(Collected data entries)
//! Validation failures and the per-request error collection

use std::collections::BTreeMap;
use std::fmt;

use serde::{Deserialize, Serialize};

/// Which kind of choice control rejected a value; appears in the message
#[derive(Debug, Clone, Copy, PartialEq, Eq)]
pub enum Control {
    Buttons,
    Checkbox,
}

impl fmt::Display for Control {
    fn fmt(&self, f: &mut fmt::Formatter<'_>) -> fmt::Result {
        match self {
            Control::Buttons => f.write_str("buttons"),
            Control::Checkbox => f.write_str("checkbox"),
        }
    }
}

/// A single field failure.
///
/// `Display` renders the end-user sentence stored in [`FieldErrors`].
#[derive(Debug, Clone, PartialEq, Eq, thiserror::Error)]
pub enum ValidationError {
    /// Required text or numeric field missing, or blank after trimming
    #[error("{label} is required")]
    Required { label: String },

    /// Required radio group with nothing selected
    #[error("You didn't select one of the {label} buttons")]
    NoSelection { label: String },

    #[error("{label} must be {max} characters or less")]
    TooLong { label: String, max: usize },

    #[error("{label} must be a whole number")]
    NotAnInteger { label: String },

    #[error("{label} must be a number")]
    NotANumber { label: String },

    /// Bounds are kept pre-rendered so integer and float ranges share one variant
    #[error("{label} must be between {min} and {max} inclusive")]
    OutOfRange {
        label: String,
        min: String,
        max: String,
    },

    #[error("You provided an illegal value for the {label} {control}")]
    IllegalChoice { label: String, control: Control },

    /// A single value arrived where a checkbox group expects a sequence
    #[error("You provided an illegal value for the {label} checkbox")]
    ScalarForMultiple { label: String },
}

impl ValidationError {
    pub fn required(label: &str) -> Self {
        Self::Required {
            label: label.to_string(),
        }
    }

    pub fn no_selection(label: &str) -> Self {
        Self::NoSelection {
            label: label.to_string(),
        }
    }

    pub fn too_long(label: &str, max: usize) -> Self {
        Self::TooLong {
            label: label.to_string(),
            max,
        }
    }

    pub fn not_an_integer(label: &str) -> Self {
        Self::NotAnInteger {
            label: label.to_string(),
        }
    }

    pub fn not_a_number(label: &str) -> Self {
        Self::NotANumber {
            label: label.to_string(),
        }
    }

    pub fn out_of_range(label: &str, min: impl fmt::Display, max: impl fmt::Display) -> Self {
        Self::OutOfRange {
            label: label.to_string(),
            min: min.to_string(),
            max: max.to_string(),
        }
    }

    pub fn illegal_choice(label: &str, control: Control) -> Self {
        Self::IllegalChoice {
            label: label.to_string(),
            control,
        }
    }

    pub fn scalar_for_multiple(label: &str) -> Self {
        Self::ScalarForMultiple {
            label: label.to_string(),
        }
    }

    /// Label of the field this error was raised for
    pub fn label(&self) -> &str {
        match self {
            Self::Required { label }
            | Self::NoSelection { label }
            | Self::TooLong { label, .. }
            | Self::NotAnInteger { label }
            | Self::NotANumber { label }
            | Self::OutOfRange { label, .. }
            | Self::IllegalChoice { label, .. }
            | Self::ScalarForMultiple { label } => label,
        }
    }
}

/// Field name to message map, accumulated over one form submission.
///
/// Holds at most one message per field. The first failure recorded for a
/// field is kept; later ones for the same key are dropped.
#[derive(Debug, Clone, Default, PartialEq, Eq, Serialize, Deserialize)]
#[serde(transparent)]
pub struct FieldErrors {
    entries: BTreeMap<String, String>,
}

impl FieldErrors {
    pub fn new() -> Self {
        Self::default()
    }

    /// Record `error` under `field`. Returns false if the field already failed.
    pub fn record(&mut self, field: &str, error: &ValidationError) -> bool {
        self.insert(field, error.to_string())
    }

    /// Record a raw message under `field`. Returns false if the field already failed.
    pub fn insert(&mut self, field: impl Into<String>, message: impl Into<String>) -> bool {
        use std::collections::btree_map::Entry;

        match self.entries.entry(field.into()) {
            Entry::Vacant(slot) => {
                slot.insert(message.into());
                true
            }
            Entry::Occupied(existing) => {
                let dropped: String = message.into();
                tracing::warn!(
                    field = %existing.key(),
                    kept = %existing.get(),
                    dropped = %dropped,
                    "field already has an error"
                );
                false
            }
        }
    }

    /// Get the error message for a field
    pub fn get(&self, field: &str) -> Option<&str> {
        self.entries.get(field).map(String::as_str)
    }

    pub fn contains(&self, field: &str) -> bool {
        self.entries.contains_key(field)
    }

    pub fn is_empty(&self) -> bool {
        self.entries.is_empty()
    }

    pub fn len(&self) -> usize {
        self.entries.len()
    }

    /// Field names with errors, in sorted order
    pub fn fields(&self) -> impl Iterator<Item = &str> {
        self.entries.keys().map(String::as_str)
    }

    pub fn iter(&self) -> impl Iterator<Item = (&str, &str)> {
        self.entries
            .iter()
            .map(|(field, message)| (field.as_str(), message.as_str()))
    }

    /// Fold another collection into this one, keeping existing entries on conflict
    pub fn merge(&mut self, other: FieldErrors) {
        for (field, message) in other.entries {
            self.insert(field, message);
        }
    }

    /// `Ok(())` when nothing failed, otherwise the collection itself
    pub fn into_result(self) -> Result<(), FieldErrors> {
        if self.is_empty() {
            Ok(())
        } else {
            Err(self)
        }
    }

    pub fn into_inner(self) -> BTreeMap<String, String> {
        self.entries
    }
}

impl fmt::Display for FieldErrors {
    fn fmt(&self, f: &mut fmt::Formatter<'_>) -> fmt::Result {
        let mut first = true;
        for (field, message) in &self.entries {
            if !first {
                f.write_str("; ")?;
            }
            write!(f, "{}: {}", field, message)?;
            first = false;
        }
        Ok(())
    }
}

impl std::error::Error for FieldErrors {}

impl IntoIterator for FieldErrors {
    type Item = (String, String);
    type IntoIter = std::collections::btree_map::IntoIter<String, String>;

    fn into_iter(self) -> Self::IntoIter {
        self.entries.into_iter()
    }
}

impl From<FieldErrors> for BTreeMap<String, String> {
    fn from(errors: FieldErrors) -> Self {
        errors.entries
    }
}

#[cfg(test)]
mod tests {
    use super::*;

    #[test]
    fn test_messages() {
        assert_eq!(ValidationError::required("Name").to_string(), "Name is required");
        assert_eq!(
            ValidationError::too_long("Name", 10).to_string(),
            "Name must be 10 characters or less"
        );
        assert_eq!(
            ValidationError::out_of_range("Age", 1, 100).to_string(),
            "Age must be between 1 and 100 inclusive"
        );
        assert_eq!(
            ValidationError::out_of_range("Weight", 0.5_f64, 10.0_f64).to_string(),
            "Weight must be between 0.5 and 10 inclusive"
        );
        assert_eq!(
            ValidationError::no_selection("Size").to_string(),
            "You didn't select one of the Size buttons"
        );
        assert_eq!(
            ValidationError::illegal_choice("Size", Control::Buttons).to_string(),
            "You provided an illegal value for the Size buttons"
        );
        assert_eq!(
            ValidationError::scalar_for_multiple("Toppings").to_string(),
            "You provided an illegal value for the Toppings checkbox"
        );
    }

    #[test]
    fn test_first_error_wins() {
        let mut errors = FieldErrors::new();
        assert!(errors.record("age", &ValidationError::required("Age")));
        assert!(!errors.record("age", &ValidationError::not_an_integer("Age")));

        assert_eq!(errors.len(), 1);
        assert_eq!(errors.get("age"), Some("Age is required"));
    }

    #[test]
    fn test_merge_and_result() {
        let mut left = FieldErrors::new();
        left.insert("a", "A is required");

        let mut right = FieldErrors::new();
        right.insert("a", "ignored");
        right.insert("b", "B is required");

        left.merge(right);
        assert_eq!(left.get("a"), Some("A is required"));
        assert_eq!(left.fields().collect::<Vec<_>>(), vec!["a", "b"]);
        assert_eq!(left.to_string(), "a: A is required; b: B is required");

        assert!(left.into_result().is_err());
        assert!(FieldErrors::new().into_result().is_ok());
    }

    #[test]
    fn test_serializes_as_plain_map() {
        let mut errors = FieldErrors::new();
        errors.insert("name", "Name is required");

        let json = serde_json::to_string(&errors).unwrap();
        assert_eq!(json, r#"{"name":"Name is required"}"#);
    }
}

REQUIRED ACTION
Scan the records above for the word "Weight". Copy each line that has it.

ANSWER TO THE EXERCISE
            ValidationError::out_of_range("Weight", 0.5_f64, 10.0_f64).to_string(),
            "Weight must be between 0.5 and 10 inclusive"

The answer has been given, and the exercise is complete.